======== Materials provided ========

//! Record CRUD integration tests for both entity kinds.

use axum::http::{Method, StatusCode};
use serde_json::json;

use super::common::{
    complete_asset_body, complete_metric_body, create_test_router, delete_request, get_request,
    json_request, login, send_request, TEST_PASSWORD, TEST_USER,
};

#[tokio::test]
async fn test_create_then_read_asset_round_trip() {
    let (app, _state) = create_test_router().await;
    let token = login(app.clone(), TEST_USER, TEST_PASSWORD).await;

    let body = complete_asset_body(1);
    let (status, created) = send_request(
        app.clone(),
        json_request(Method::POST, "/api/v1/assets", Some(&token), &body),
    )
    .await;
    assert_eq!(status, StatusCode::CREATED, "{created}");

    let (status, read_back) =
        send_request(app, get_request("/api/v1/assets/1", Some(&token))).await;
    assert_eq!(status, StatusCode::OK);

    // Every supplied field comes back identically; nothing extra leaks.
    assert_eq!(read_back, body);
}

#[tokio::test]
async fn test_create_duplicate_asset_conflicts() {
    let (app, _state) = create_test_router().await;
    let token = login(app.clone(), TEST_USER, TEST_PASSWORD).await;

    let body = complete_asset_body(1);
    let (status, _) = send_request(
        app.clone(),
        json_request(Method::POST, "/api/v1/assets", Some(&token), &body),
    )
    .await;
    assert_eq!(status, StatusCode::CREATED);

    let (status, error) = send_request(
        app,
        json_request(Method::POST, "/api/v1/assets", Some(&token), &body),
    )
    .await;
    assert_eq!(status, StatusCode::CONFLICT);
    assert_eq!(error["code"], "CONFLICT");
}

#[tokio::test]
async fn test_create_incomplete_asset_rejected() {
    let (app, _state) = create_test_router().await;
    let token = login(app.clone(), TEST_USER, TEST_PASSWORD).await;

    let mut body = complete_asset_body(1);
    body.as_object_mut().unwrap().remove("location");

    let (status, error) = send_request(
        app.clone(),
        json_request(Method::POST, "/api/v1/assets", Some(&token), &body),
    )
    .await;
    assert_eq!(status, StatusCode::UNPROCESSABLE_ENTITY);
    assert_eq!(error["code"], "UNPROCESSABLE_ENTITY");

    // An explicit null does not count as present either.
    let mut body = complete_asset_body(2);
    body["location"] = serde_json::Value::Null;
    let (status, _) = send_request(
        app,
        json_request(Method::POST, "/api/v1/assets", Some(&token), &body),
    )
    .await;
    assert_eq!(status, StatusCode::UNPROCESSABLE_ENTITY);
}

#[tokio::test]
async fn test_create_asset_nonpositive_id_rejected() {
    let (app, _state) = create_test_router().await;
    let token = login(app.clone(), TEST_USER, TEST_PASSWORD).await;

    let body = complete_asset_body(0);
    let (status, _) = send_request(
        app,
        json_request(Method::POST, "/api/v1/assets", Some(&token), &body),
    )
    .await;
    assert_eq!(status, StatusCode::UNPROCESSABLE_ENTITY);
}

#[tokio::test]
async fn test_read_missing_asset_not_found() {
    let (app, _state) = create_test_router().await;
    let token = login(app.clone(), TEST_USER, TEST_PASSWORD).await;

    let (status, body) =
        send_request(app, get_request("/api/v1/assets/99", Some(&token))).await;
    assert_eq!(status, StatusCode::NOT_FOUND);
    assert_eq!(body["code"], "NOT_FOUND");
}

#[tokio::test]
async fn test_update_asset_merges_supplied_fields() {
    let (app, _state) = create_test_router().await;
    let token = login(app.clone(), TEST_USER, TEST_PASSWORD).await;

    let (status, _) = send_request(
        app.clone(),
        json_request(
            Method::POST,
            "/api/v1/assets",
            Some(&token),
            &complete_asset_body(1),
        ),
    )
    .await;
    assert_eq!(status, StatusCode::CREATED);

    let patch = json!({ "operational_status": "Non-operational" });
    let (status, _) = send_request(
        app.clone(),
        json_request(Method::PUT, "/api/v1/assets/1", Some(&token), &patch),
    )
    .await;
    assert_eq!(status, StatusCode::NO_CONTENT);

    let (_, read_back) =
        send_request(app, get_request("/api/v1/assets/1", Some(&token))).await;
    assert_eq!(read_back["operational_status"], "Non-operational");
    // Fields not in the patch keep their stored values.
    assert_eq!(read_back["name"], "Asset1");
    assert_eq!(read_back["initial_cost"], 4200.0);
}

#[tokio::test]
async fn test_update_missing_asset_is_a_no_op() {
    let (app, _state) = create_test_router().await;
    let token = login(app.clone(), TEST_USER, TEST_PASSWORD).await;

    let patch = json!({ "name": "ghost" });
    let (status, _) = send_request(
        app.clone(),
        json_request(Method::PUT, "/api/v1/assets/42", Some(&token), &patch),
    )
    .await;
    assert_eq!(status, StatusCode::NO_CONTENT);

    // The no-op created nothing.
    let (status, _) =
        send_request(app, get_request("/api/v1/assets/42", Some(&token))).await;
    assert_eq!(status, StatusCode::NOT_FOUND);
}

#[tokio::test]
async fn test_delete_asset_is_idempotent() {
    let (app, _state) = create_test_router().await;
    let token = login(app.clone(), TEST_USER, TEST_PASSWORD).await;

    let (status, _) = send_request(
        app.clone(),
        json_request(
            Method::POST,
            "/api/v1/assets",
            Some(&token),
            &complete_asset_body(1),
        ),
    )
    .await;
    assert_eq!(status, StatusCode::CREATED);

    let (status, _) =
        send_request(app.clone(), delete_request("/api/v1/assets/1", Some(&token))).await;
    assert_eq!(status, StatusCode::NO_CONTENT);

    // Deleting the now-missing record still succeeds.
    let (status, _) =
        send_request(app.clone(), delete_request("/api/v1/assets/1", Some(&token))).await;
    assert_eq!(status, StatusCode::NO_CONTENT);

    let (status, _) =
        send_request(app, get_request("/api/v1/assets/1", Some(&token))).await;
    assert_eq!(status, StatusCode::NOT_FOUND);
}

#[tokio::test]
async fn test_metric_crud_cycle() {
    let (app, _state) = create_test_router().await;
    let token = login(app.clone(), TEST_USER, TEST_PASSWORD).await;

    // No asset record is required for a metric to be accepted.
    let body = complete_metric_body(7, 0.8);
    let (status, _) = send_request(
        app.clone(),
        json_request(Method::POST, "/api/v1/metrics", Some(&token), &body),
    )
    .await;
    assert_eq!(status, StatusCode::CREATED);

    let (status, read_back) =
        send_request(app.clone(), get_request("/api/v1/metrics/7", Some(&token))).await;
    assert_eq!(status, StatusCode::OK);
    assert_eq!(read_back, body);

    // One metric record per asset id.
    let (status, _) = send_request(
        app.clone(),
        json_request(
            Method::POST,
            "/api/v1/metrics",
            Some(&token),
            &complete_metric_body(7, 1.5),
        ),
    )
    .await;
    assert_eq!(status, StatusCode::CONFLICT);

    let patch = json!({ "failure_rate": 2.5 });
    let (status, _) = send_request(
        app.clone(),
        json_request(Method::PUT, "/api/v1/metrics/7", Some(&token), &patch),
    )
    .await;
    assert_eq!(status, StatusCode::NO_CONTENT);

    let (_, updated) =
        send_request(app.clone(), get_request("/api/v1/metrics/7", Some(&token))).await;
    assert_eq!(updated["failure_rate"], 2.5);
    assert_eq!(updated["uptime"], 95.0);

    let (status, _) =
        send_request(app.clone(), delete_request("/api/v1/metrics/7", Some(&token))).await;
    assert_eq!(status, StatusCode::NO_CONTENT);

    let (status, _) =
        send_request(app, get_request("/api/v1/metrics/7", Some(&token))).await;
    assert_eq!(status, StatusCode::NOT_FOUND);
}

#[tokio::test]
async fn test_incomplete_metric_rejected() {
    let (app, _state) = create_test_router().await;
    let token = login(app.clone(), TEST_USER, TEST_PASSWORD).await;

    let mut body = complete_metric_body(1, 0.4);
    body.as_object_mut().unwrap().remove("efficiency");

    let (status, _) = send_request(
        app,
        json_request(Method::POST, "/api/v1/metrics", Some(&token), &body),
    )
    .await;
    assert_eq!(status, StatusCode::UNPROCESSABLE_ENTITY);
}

========

▶ Problem statement
Your task is to quote, without any alteration, the lines running from the top of the records to the line that holds "async fn test_create_then_read_asset_round_trip()", both included.

▶ Exercise solution
//! Record CRUD integration tests for both entity kinds.

use axum::http::{Method, StatusCode};
use serde_json::json;

use super::common::{
    complete_asset_body, complete_metric_body, create_test_router, delete_request, get_request,
    json_request, login, send_request, TEST_PASSWORD, TEST_USER,
};

#[tokio::test]
async fn test_create_then_read_asset_round_trip() {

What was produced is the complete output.